■ Assigned task ■
Where the line with "filename applications/server/src/main.rs" appears below, start writing out lines exactly, and finish with the line with "output stays parseable", which is included; write out nothing else.

+===+

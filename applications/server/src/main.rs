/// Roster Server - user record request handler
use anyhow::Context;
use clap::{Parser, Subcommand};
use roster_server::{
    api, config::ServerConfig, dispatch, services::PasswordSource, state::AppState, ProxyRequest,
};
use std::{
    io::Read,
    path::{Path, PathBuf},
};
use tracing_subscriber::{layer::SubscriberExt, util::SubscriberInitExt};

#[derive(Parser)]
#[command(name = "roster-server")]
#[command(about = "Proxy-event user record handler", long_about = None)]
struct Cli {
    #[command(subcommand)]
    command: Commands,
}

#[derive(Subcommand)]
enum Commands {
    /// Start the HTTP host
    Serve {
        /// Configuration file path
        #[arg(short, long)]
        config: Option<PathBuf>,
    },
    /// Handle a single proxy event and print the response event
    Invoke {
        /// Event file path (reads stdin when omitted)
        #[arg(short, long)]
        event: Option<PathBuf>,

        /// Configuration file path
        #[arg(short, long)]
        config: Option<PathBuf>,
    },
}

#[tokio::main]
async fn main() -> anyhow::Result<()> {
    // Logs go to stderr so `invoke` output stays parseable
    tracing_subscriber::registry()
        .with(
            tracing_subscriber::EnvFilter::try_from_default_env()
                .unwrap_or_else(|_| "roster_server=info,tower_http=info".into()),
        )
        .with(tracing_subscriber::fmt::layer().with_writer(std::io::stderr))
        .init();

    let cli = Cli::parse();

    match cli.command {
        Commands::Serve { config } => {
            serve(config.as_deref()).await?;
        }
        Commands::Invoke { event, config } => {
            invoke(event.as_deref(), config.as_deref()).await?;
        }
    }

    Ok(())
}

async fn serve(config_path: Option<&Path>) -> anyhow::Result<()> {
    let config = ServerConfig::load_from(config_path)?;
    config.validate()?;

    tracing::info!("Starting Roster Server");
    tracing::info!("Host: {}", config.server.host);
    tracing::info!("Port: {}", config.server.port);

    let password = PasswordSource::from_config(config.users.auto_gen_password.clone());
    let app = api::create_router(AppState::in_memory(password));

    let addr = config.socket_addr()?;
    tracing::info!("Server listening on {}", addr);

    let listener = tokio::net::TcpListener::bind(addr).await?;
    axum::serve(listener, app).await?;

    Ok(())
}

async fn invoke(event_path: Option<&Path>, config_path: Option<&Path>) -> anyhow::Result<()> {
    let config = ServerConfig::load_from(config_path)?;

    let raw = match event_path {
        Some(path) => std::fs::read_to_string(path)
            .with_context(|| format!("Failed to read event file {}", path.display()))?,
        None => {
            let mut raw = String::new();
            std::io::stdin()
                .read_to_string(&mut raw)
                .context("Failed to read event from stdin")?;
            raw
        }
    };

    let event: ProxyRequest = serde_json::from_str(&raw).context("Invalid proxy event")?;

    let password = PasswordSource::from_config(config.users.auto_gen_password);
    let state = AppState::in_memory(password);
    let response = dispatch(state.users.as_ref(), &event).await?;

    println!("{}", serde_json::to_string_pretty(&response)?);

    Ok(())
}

+===+

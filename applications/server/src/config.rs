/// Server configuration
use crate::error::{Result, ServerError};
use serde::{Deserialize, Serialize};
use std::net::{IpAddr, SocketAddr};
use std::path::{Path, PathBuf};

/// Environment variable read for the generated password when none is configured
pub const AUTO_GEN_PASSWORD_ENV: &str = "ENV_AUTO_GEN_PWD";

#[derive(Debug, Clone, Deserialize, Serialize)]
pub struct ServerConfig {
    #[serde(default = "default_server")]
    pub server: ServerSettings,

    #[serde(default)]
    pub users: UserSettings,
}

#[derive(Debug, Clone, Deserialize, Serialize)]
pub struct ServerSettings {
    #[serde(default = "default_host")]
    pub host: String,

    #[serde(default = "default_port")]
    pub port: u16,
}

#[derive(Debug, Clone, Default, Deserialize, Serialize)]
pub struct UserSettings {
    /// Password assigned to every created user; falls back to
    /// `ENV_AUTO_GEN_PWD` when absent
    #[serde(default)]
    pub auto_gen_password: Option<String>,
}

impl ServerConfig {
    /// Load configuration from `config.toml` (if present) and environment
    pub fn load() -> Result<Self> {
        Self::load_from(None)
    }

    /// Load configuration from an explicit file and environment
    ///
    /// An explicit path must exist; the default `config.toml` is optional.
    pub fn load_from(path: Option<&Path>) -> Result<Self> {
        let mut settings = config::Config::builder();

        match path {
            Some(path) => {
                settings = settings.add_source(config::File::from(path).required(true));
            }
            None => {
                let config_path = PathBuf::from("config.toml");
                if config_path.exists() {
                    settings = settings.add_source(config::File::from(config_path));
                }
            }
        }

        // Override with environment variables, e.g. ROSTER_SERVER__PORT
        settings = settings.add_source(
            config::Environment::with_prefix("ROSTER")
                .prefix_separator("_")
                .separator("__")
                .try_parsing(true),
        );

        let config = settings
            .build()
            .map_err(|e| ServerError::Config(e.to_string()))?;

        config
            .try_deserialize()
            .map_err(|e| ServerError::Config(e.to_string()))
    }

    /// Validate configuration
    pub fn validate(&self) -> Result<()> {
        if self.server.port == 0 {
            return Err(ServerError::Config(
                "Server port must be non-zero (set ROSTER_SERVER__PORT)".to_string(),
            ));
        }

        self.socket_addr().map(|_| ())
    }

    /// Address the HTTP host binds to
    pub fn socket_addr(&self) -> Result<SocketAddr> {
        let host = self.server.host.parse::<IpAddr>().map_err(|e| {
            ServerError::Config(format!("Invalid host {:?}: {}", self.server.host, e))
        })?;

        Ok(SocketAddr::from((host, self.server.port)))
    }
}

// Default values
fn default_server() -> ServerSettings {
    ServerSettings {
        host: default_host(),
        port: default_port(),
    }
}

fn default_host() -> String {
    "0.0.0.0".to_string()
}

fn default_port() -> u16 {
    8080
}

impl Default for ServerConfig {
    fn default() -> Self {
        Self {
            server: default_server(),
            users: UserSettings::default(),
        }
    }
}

+===+

■ Response to the task ■
filename applications/server/src/main.rs
/// Roster Server - user record request handler
use anyhow::Context;
use clap::{Parser, Subcommand};
use roster_server::{
    api, config::ServerConfig, dispatch, services::PasswordSource, state::AppState, ProxyRequest,
};
use std::{
    io::Read,
    path::{Path, PathBuf},
};
use tracing_subscriber::{layer::SubscriberExt, util::SubscriberInitExt};

#[derive(Parser)]
#[command(name = "roster-server")]
#[command(about = "Proxy-event user record handler", long_about = None)]
struct Cli {
    #[command(subcommand)]
    command: Commands,
}

#[derive(Subcommand)]
enum Commands {
    /// Start the HTTP host
    Serve {
        /// Configuration file path
        #[arg(short, long)]
        config: Option<PathBuf>,
    },
    /// Handle a single proxy event and print the response event
    Invoke {
        /// Event file path (reads stdin when omitted)
        #[arg(short, long)]
        event: Option<PathBuf>,

        /// Configuration file path
        #[arg(short, long)]
        config: Option<PathBuf>,
    },
}

#[tokio::main]
async fn main() -> anyhow::Result<()> {
    // Logs go to stderr so `invoke` output stays parseable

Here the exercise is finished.